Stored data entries
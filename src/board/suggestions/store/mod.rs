mod bus;
mod storage;

pub use bus::Subscription;
pub use storage::{
    FileStateStorage, InMemoryStateStorage, StateStorage, StorageError, STATE_STORAGE_KEY,
};

use std::collections::{BTreeMap, VecDeque};
use std::sync::atomic::{AtomicBool, Ordering};
use std::sync::Arc;
use std::sync::Mutex;

use tracing::{error, warn};

use super::domain::{
    DevelopmentStatus, StatePatch, SuggestionId, SuggestionState, SuggestionStateView,
};
use bus::ChangeBus;

/// Persistent map of suggestion id to administrative state with synchronous
/// change notification.
///
/// Reads never fail: ids nobody has touched resolve to the empty state.
/// `update` merges a patch over the stored state, persists the whole map,
/// then notifies subscribers with the merged result. Updates issued from
/// inside a subscriber callback are queued and delivered once the current
/// notification pass finishes, in order.
pub struct SuggestionStore<S> {
    storage: S,
    states: Mutex<BTreeMap<SuggestionId, SuggestionState>>,
    bus: Arc<ChangeBus>,
    pending: Mutex<VecDeque<(SuggestionId, SuggestionState)>>,
    notifying: AtomicBool,
}

impl<S> SuggestionStore<S>
where
    S: StateStorage,
{
    /// Build a store over `storage`, rehydrating previously persisted states.
    /// A missing, unreadable, or malformed blob starts the board empty.
    pub fn new(storage: S) -> Self {
        let states = match storage.load(STATE_STORAGE_KEY) {
            Ok(Some(blob)) => match serde_json::from_str(&blob) {
                Ok(map) => map,
                Err(error) => {
                    warn!(%error, "discarding malformed suggestion state blob");
                    BTreeMap::new()
                }
            },
            Ok(None) => BTreeMap::new(),
            Err(error) => {
                warn!(%error, "suggestion state storage unavailable; starting empty");
                BTreeMap::new()
            }
        };

        Self {
            storage,
            states: Mutex::new(states),
            bus: ChangeBus::new(),
            pending: Mutex::new(VecDeque::new()),
            notifying: AtomicBool::new(false),
        }
    }

    /// Current state for a suggestion.
    pub fn state(&self, id: &SuggestionId) -> SuggestionState {
        self.states
            .lock()
            .expect("state mutex poisoned")
            .get(id)
            .cloned()
            .unwrap_or_default()
    }

    /// Merge `patch` over the stored state, persist, then notify. Returns the
    /// merged state.
    pub fn update(&self, id: &SuggestionId, patch: StatePatch) -> SuggestionState {
        let (merged, blob) = {
            let mut states = self.states.lock().expect("state mutex poisoned");
            let entry = states.entry(id.clone()).or_default();
            patch.apply_to(entry);
            (entry.clone(), serde_json::to_string(&*states))
        };

        // Persist before notifying so subscribers observe durable state. A
        // failed write keeps the in-memory copy authoritative.
        match blob {
            Ok(blob) => {
                if let Err(error) = self.storage.save(STATE_STORAGE_KEY, &blob) {
                    warn!(%error, suggestion = %id, "failed to persist suggestion states");
                }
            }
            Err(error) => error!(%error, "failed to serialize suggestion states"),
        }

        self.enqueue_notification(id.clone(), merged.clone());
        merged
    }

    pub fn link_to_jira(&self, id: &SuggestionId, code: impl Into<String>) -> SuggestionState {
        self.update(id, StatePatch::link_jira(code))
    }

    pub fn add_to_roadmap(
        &self,
        id: &SuggestionId,
        roadmap_id: impl Into<String>,
    ) -> SuggestionState {
        self.update(id, StatePatch::add_to_roadmap(roadmap_id))
    }

    pub fn remove_from_roadmap(&self, id: &SuggestionId) -> SuggestionState {
        self.update(id, StatePatch::remove_from_roadmap())
    }

    pub fn update_development_status(
        &self,
        id: &SuggestionId,
        status: DevelopmentStatus,
    ) -> SuggestionState {
        self.update(id, StatePatch::development_status(status))
    }

    pub fn archive(&self, id: &SuggestionId) -> SuggestionState {
        self.update(id, StatePatch::archived(true))
    }

    pub fn unarchive(&self, id: &SuggestionId) -> SuggestionState {
        self.update(id, StatePatch::archived(false))
    }

    pub fn has_jira_task(&self, id: &SuggestionId) -> bool {
        self.state(id).jira_task_code.is_some()
    }

    pub fn is_in_roadmap(&self, id: &SuggestionId) -> bool {
        self.state(id).in_roadmap.unwrap_or(false)
    }

    pub fn is_archived(&self, id: &SuggestionId) -> bool {
        self.state(id).archived.unwrap_or(false)
    }

    /// Delivery stage for a suggestion; untouched ids sit in the backlog.
    pub fn development_status(&self, id: &SuggestionId) -> DevelopmentStatus {
        self.state(id).development_status.unwrap_or_default()
    }

    pub fn state_view(&self, id: &SuggestionId) -> SuggestionStateView {
        self.state(id).to_view(id.clone())
    }

    /// Register a callback for committed updates. The returned capability
    /// detaches it again; dropping the capability leaves it attached.
    pub fn subscribe<F>(&self, callback: F) -> Subscription
    where
        F: Fn(&SuggestionId, &SuggestionState) + Send + Sync + 'static,
    {
        self.bus.register(Arc::new(callback))
    }

    pub fn subscriber_count(&self) -> usize {
        self.bus.subscriber_count()
    }

    /// Queue one delivery and drain the queue unless an outer notification
    /// pass already owns it.
    fn enqueue_notification(&self, id: SuggestionId, state: SuggestionState) {
        self.pending
            .lock()
            .expect("pending mutex poisoned")
            .push_back((id, state));

        if self.notifying.swap(true, Ordering::AcqRel) {
            // A pass further up the stack owns the queue and will deliver
            // this entry before it returns.
            return;
        }

        loop {
            let next = self
                .pending
                .lock()
                .expect("pending mutex poisoned")
                .pop_front();

            match next {
                Some((id, state)) => self.bus.dispatch(&id, &state),
                None => {
                    self.notifying.store(false, Ordering::Release);
                    // An update may race in between the final pop and the
                    // flag release; reclaim the queue if so.
                    let queued = !self
                        .pending
                        .lock()
                        .expect("pending mutex poisoned")
                        .is_empty();
                    if queued && !self.notifying.swap(true, Ordering::AcqRel) {
                        continue;
                    }
                    break;
                }
            }
        }
    }
}
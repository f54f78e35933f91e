use std::env;
use std::fmt;
use std::net::{IpAddr, SocketAddr};
use std::path::PathBuf;

/// Distinguishes runtime behavior for different stages of the service.
#[derive(Debug, Clone, Copy, PartialEq, Eq)]
pub enum AppEnvironment {
    Development,
    Test,
    Production,
}

impl AppEnvironment {
    fn from_str(value: &str) -> Self {
        match value.trim().to_ascii_lowercase().as_str() {
            "prod" | "production" => Self::Production,
            "test" | "ci" => Self::Test,
            _ => Self::Development,
        }
    }
}

/// Top-level configuration for the application.
#[derive(Debug, Clone)]
pub struct AppConfig {
    pub environment: AppEnvironment,
    pub server: ServerConfig,
    pub telemetry: TelemetryConfig,
    pub storage: StorageConfig,
    pub board: BoardConfig,
}

impl AppConfig {
    pub fn load() -> Result<Self, ConfigError> {
        dotenvy::dotenv().ok();

        let environment = AppEnvironment::from_str(
            &env::var("APP_ENV").unwrap_or_else(|_| "development".to_string()),
        );

        let host = env::var("APP_HOST").unwrap_or_else(|_| "127.0.0.1".to_string());
        let port = env::var("APP_PORT")
            .unwrap_or_else(|_| "3000".to_string())
            .parse::<u16>()
            .map_err(|_| ConfigError::InvalidPort)?;

        let log_level = env::var("APP_LOG_LEVEL").unwrap_or_else(|_| "info".to_string());

        let state_dir = env::var("APP_STATE_DIR").ok().map(PathBuf::from);
        let csv_path = env::var("APP_BOARD_CSV").ok().map(PathBuf::from);

        Ok(Self {
            environment,
            server: ServerConfig { host, port },
            telemetry: TelemetryConfig { log_level },
            storage: StorageConfig { state_dir },
            board: BoardConfig { csv_path },
        })
    }
}

/// Settings controlling the HTTP server binding.
#[derive(Debug, Clone)]
pub struct ServerConfig {
    pub host: String,
    pub port: u16,
}

impl ServerConfig {
    pub fn socket_addr(&self) -> Result<SocketAddr, ConfigError> {
        if self.host.eq_ignore_ascii_case("localhost") {
            return Ok(SocketAddr::new(IpAddr::from([127, 0, 0, 1]), self.port));
        }

        let ip: IpAddr = self
            .host
            .parse()
            .map_err(|source| ConfigError::InvalidHost { source })?;

        Ok(SocketAddr::new(ip, self.port))
    }
}

/// Tracing and metrics controls.
#[derive(Debug, Clone)]
pub struct TelemetryConfig {
    pub log_level: String,
}

/// Where the suggestion state map is persisted. With no directory configured
/// the states live in process memory only.
#[derive(Debug, Clone, Default)]
pub struct StorageConfig {
    pub state_dir: Option<PathBuf>,
}

/// Which board dataset the service ranks. With no export configured the
/// built-in sample board is served.
#[derive(Debug, Clone, Default)]
pub struct BoardConfig {
    pub csv_path: Option<PathBuf>,
}

#[derive(Debug)]
pub enum ConfigError {
    InvalidPort,
    InvalidHost { source: std::net::AddrParseError },
}

impl fmt::Display for ConfigError {
    fn fmt(&self, f: &mut fmt::Formatter<'_>) -> fmt::Result {
        match self {
            ConfigError::InvalidPort => write!(f, "APP_PORT must be a valid u16"),
            ConfigError::InvalidHost { .. } => {
                write!(f, "APP_HOST must parse to an IPv4 or IPv6 address")
            }
        }
    }
}

impl std::error::Error for ConfigError {
    fn source(&self) -> Option<&(dyn std::error::Error + 'static)> {
        match self {
            ConfigError::InvalidPort => None,
            ConfigError::InvalidHost { source } => Some(source),
        }
    }
}
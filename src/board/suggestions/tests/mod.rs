mod common;

mod routing;
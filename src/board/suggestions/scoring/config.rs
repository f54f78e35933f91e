use serde::{Deserialize, Serialize};

use super::PriorityTier;

/// One rubric step: values up to `up_to` (inclusive) earn `points`.
#[derive(Debug, Clone, Copy, PartialEq, Eq, Serialize, Deserialize)]
pub struct ScoreBucket {
    pub up_to: u32,
    pub points: u32,
}

impl ScoreBucket {
    pub const fn new(up_to: u32, points: u32) -> Self {
        Self { up_to, points }
    }
}

/// Points granted per preventive alert level.
#[derive(Debug, Clone, Copy, PartialEq, Eq, Serialize, Deserialize)]
pub struct PreventivePoints {
    pub urgent: u32,
    pub critical: u32,
    pub attention: u32,
    pub none: u32,
}

/// Points granted per loyalty program tier.
#[derive(Debug, Clone, Copy, PartialEq, Eq, Serialize, Deserialize)]
pub struct LoyaltyPoints {
    pub full: u32,
    pub partial: u32,
    pub none: u32,
}

/// Inclusive score ceiling mapped to a tier; thresholds are checked in order
/// and totals beyond the last one resolve to [`PriorityTier::Urgent`].
#[derive(Debug, Clone, Copy, PartialEq, Eq, Serialize, Deserialize)]
pub struct TierThreshold {
    pub up_to: u32,
    pub tier: PriorityTier,
}

/// Rubric configuration consulted by the priority engine.
///
/// Every weight the engine applies lives here as data, so deployments and
/// tests can swap the rubric wholesale without touching scoring code.
#[derive(Debug, Clone, PartialEq, Eq, Serialize, Deserialize)]
pub struct ScoringConfig {
    /// Ascending customer-count buckets; counts past the last bucket saturate
    /// at its points.
    pub customer_base_buckets: Vec<ScoreBucket>,
    pub preventive_points: PreventivePoints,
    /// Company names granted the enterprise bonus. Matched exactly, ignoring
    /// case; substrings never qualify.
    pub enterprise_accounts: Vec<String>,
    pub enterprise_bonus: u32,
    /// Account age buckets in whole months; older accounts stay at
    /// `account_age_ceiling`.
    pub account_age_buckets: Vec<ScoreBucket>,
    pub account_age_ceiling: u32,
    /// Indexed by the 0-10 NPS answer. Detractors outrank passives here so
    /// unhappy voices surface first.
    pub nps_points: [u32; 11],
    pub loyalty_points: LoyaltyPoints,
    /// Quiet submitters score higher; volumes past the last bucket drop to
    /// `suggestion_volume_floor`.
    pub suggestion_volume_buckets: Vec<ScoreBucket>,
    pub suggestion_volume_floor: u32,
    pub tenure_buckets: Vec<ScoreBucket>,
    pub tenure_ceiling: u32,
    /// Points each community vote adds on top of the profile score.
    pub vote_weight: u32,
    pub tier_thresholds: Vec<TierThreshold>,
}

impl ScoringConfig {
    pub fn is_enterprise_account(&self, company: &str) -> bool {
        let candidate = company.trim().to_lowercase();
        self.enterprise_accounts
            .iter()
            .any(|entry| entry.trim().to_lowercase() == candidate)
    }
}

impl Default for ScoringConfig {
    fn default() -> Self {
        Self {
            customer_base_buckets: vec![
                ScoreBucket::new(5_000, 10),
                ScoreBucket::new(10_000, 20),
                ScoreBucket::new(15_000, 30),
                ScoreBucket::new(20_000, 40),
                ScoreBucket::new(30_000, 50),
                ScoreBucket::new(50_000, 60),
                ScoreBucket::new(60_000, 80),
            ],
            preventive_points: PreventivePoints {
                urgent: 50,
                critical: 40,
                attention: 30,
                none: 0,
            },
            enterprise_accounts: vec![
                "Alcans Telecom Ltda".to_string(),
                "Vetorial Internet".to_string(),
                "Master Cabo Servicos".to_string(),
                "Nexus Fibra Telecom".to_string(),
            ],
            enterprise_bonus: 100,
            account_age_buckets: vec![
                ScoreBucket::new(1, 1),
                ScoreBucket::new(3, 3),
                ScoreBucket::new(6, 8),
                ScoreBucket::new(12, 15),
            ],
            account_age_ceiling: 15,
            nps_points: [50, 80, 90, 70, 60, 50, 40, 30, 20, 20, 20],
            loyalty_points: LoyaltyPoints {
                full: 50,
                partial: 10,
                none: 30,
            },
            suggestion_volume_buckets: vec![
                ScoreBucket::new(3, 75),
                ScoreBucket::new(10, 50),
                ScoreBucket::new(25, 30),
            ],
            suggestion_volume_floor: 10,
            tenure_buckets: vec![ScoreBucket::new(5, 10), ScoreBucket::new(9, 20)],
            tenure_ceiling: 30,
            vote_weight: 2,
            tier_thresholds: vec![
                TierThreshold {
                    up_to: 100,
                    tier: PriorityTier::Five,
                },
                TierThreshold {
                    up_to: 150,
                    tier: PriorityTier::Four,
                },
                TierThreshold {
                    up_to: 250,
                    tier: PriorityTier::Three,
                },
                TierThreshold {
                    up_to: 300,
                    tier: PriorityTier::Two,
                },
                TierThreshold {
                    up_to: 400,
                    tier: PriorityTier::One,
                },
            ],
        }
    }
}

- TASK TO CARRY OUT:
Tell how many lines of the records above hold "capability", giving the number and nothing else.

- ANSWER SPACE:
2